Instructions for the task => In the listing below, find the line containing "filename src/engine/stats.rs" and the line containing "pub fn distance(&self, other: &Point)". Repeat exactly those two lines and every line between them, nothing more.

**** Extracted material

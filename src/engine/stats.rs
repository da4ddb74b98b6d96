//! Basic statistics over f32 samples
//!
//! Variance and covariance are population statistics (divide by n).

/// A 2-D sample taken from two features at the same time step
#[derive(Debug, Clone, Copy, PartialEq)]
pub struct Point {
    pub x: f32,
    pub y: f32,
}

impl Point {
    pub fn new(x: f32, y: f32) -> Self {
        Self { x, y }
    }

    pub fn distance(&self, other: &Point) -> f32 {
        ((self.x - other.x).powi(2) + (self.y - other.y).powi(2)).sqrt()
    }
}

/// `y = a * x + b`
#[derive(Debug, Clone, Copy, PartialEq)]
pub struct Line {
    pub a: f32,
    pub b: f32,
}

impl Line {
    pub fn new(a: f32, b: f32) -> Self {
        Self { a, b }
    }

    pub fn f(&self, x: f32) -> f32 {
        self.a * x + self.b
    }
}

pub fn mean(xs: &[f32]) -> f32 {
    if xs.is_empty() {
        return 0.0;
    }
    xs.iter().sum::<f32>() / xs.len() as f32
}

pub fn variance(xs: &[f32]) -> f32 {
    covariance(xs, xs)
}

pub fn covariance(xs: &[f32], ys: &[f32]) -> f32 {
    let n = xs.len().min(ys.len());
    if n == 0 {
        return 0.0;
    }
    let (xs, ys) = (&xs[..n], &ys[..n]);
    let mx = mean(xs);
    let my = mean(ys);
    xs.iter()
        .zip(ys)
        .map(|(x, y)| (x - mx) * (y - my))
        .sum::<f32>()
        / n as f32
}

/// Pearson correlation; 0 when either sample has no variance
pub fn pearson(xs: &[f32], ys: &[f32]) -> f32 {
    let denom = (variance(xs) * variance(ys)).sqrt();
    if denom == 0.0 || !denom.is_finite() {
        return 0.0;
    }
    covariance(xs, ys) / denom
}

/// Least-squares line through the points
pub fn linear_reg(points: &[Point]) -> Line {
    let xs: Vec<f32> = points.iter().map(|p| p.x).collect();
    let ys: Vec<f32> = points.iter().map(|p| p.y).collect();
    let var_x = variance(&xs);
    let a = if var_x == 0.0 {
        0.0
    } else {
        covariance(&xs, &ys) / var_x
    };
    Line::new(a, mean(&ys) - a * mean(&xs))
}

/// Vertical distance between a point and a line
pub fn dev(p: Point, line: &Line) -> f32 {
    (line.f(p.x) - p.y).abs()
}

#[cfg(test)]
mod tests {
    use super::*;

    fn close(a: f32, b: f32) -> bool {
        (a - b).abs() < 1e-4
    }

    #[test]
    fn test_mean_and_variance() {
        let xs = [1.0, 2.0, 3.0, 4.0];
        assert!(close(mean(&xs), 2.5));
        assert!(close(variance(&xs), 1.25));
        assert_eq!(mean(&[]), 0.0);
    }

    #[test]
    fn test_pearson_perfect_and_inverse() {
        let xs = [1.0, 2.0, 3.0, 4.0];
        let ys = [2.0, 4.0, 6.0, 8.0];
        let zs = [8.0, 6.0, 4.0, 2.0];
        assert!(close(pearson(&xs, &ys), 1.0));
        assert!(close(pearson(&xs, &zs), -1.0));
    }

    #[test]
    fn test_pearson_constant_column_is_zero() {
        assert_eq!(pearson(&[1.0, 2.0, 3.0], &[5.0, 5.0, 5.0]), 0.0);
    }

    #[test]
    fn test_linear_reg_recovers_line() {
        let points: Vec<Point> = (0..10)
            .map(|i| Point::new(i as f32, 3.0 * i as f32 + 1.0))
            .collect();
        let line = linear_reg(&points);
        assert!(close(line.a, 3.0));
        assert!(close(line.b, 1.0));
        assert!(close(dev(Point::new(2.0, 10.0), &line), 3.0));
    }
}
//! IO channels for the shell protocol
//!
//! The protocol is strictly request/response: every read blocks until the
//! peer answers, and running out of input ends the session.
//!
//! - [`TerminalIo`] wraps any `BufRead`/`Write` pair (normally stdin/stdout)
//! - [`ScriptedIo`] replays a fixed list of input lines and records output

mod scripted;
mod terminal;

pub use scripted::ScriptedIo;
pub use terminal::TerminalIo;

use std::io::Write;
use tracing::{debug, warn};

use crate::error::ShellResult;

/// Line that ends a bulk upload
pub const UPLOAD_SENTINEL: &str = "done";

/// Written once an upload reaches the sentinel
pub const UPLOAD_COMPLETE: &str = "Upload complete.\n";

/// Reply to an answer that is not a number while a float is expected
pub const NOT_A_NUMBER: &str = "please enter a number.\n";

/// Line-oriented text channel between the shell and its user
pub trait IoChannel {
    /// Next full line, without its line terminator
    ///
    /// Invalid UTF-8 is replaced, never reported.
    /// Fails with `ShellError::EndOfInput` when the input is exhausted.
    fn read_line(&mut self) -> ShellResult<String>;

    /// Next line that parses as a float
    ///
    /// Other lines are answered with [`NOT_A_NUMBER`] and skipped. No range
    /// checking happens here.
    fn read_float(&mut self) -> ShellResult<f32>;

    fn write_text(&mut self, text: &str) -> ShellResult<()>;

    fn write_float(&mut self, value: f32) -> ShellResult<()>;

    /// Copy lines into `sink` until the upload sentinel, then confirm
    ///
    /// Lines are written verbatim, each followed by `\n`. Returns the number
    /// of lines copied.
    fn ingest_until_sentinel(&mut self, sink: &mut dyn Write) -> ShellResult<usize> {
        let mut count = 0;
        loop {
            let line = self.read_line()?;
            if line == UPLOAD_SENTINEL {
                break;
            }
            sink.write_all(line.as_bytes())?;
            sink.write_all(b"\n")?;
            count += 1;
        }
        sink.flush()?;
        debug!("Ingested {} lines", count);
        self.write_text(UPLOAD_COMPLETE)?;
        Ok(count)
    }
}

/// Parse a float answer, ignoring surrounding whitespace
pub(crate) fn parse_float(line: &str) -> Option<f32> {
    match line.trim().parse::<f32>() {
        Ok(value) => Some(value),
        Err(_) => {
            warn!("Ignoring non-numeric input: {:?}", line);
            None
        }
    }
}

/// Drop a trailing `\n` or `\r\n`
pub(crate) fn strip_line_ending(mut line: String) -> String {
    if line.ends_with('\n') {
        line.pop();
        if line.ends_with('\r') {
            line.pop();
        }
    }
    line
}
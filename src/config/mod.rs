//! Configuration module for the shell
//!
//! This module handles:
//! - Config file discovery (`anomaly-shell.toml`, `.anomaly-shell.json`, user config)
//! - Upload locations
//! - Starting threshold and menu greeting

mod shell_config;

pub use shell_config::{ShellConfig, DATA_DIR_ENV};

********
**** Extracted material

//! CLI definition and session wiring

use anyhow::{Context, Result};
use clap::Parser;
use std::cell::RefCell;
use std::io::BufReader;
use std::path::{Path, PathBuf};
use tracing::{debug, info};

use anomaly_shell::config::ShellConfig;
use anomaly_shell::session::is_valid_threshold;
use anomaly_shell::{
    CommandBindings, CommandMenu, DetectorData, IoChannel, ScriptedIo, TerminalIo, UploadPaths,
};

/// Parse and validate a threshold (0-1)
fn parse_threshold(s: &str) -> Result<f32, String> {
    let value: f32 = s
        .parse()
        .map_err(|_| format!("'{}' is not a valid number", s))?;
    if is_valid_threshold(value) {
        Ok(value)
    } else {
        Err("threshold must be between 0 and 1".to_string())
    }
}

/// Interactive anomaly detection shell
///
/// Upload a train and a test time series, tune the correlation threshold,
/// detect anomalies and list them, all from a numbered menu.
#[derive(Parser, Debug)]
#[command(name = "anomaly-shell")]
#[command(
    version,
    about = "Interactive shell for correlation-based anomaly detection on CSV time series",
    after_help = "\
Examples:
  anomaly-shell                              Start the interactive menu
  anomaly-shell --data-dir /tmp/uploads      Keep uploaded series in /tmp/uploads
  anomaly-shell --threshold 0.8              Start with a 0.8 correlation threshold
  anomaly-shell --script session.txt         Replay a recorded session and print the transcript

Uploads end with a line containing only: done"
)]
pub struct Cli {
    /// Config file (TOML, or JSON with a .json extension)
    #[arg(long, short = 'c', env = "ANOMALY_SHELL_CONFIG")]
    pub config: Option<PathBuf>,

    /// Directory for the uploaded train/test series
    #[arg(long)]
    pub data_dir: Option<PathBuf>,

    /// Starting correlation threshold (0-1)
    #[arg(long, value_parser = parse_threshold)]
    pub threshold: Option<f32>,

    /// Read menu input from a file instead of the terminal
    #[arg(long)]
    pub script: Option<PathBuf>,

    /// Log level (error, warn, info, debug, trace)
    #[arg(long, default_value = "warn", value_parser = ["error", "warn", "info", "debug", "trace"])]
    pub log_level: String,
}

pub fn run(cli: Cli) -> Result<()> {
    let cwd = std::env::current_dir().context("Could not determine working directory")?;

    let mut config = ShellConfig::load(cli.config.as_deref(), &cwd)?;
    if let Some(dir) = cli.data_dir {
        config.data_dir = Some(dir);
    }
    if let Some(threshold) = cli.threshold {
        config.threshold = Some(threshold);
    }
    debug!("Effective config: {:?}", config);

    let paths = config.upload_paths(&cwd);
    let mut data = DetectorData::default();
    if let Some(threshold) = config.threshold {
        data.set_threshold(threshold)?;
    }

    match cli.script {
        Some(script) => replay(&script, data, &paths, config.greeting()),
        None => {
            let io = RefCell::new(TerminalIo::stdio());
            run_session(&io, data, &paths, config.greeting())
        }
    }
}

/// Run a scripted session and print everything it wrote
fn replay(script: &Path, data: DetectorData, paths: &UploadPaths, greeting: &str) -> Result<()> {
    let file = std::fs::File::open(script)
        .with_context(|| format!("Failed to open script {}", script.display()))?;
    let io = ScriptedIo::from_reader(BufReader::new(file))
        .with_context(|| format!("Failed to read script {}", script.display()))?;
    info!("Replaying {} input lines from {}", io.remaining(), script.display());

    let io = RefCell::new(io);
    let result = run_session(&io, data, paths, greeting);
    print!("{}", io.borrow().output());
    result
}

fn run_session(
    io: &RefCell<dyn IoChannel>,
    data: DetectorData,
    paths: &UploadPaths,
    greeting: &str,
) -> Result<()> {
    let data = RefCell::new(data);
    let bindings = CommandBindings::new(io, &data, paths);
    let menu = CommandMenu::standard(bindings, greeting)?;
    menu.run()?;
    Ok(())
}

********
**** Extracted material

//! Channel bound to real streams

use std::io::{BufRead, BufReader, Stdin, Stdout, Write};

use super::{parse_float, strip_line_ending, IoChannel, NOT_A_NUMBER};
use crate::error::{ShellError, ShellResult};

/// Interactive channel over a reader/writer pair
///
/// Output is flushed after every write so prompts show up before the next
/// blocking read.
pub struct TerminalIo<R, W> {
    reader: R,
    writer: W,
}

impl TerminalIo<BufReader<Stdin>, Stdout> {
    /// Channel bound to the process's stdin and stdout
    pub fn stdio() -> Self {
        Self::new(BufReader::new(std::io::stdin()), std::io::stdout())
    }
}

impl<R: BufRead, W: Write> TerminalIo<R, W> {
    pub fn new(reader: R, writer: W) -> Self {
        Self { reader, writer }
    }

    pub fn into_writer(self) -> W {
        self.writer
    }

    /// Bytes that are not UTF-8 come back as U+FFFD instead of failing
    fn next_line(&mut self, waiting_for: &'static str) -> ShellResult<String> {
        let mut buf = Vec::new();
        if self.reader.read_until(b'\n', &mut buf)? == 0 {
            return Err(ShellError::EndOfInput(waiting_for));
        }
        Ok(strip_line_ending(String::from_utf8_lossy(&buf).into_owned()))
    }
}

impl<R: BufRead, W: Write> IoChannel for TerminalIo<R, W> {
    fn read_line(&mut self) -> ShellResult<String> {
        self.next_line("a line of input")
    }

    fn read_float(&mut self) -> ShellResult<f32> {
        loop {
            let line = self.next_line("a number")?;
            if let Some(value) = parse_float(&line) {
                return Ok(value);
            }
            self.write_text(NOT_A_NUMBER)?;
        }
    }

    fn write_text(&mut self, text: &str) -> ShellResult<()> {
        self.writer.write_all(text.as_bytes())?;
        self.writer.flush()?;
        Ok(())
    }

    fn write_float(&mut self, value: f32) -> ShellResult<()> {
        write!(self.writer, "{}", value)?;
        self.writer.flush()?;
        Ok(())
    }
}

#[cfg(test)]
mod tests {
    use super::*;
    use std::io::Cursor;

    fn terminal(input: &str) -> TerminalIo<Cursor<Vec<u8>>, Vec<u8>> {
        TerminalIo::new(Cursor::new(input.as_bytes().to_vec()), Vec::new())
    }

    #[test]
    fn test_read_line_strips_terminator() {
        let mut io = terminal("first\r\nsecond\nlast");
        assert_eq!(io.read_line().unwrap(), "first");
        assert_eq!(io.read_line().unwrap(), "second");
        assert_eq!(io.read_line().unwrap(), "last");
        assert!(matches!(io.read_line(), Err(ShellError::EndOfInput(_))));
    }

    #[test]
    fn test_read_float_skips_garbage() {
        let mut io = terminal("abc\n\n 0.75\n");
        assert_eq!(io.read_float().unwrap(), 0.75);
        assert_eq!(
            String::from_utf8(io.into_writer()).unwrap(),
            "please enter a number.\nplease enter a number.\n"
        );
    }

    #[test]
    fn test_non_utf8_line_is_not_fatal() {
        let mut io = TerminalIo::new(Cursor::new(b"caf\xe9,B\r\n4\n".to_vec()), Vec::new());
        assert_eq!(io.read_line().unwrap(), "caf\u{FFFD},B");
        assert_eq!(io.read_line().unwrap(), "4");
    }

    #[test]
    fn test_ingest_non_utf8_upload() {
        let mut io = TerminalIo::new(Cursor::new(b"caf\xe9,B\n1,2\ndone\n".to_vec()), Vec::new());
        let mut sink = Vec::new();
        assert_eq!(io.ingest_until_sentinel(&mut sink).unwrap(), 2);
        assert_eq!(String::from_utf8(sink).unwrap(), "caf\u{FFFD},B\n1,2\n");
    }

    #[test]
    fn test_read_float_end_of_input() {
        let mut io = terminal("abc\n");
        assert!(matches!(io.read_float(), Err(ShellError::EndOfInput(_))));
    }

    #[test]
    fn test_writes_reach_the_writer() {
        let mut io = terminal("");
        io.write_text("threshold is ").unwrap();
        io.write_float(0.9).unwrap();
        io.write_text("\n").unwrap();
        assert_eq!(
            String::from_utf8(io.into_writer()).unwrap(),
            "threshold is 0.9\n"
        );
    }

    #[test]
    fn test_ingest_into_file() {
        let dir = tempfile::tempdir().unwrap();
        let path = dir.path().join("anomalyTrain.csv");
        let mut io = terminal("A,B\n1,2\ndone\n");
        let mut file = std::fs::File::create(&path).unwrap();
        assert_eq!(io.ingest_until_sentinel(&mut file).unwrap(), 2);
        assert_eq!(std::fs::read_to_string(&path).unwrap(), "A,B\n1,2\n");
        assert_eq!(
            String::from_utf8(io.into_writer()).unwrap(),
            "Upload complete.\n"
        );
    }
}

********

Output of the task =>
filename src/engine/stats.rs
repository da4ddb74b98b6d96
//! Basic statistics over f32 samples
//!
//! Variance and covariance are population statistics (divide by n).

/// A 2-D sample taken from two features at the same time step
#[derive(Debug, Clone, Copy, PartialEq)]
pub struct Point {
    pub x: f32,
    pub y: f32,
}

impl Point {
    pub fn new(x: f32, y: f32) -> Self {
        Self { x, y }
    }

    pub fn distance(&self, other: &Point) -> f32 {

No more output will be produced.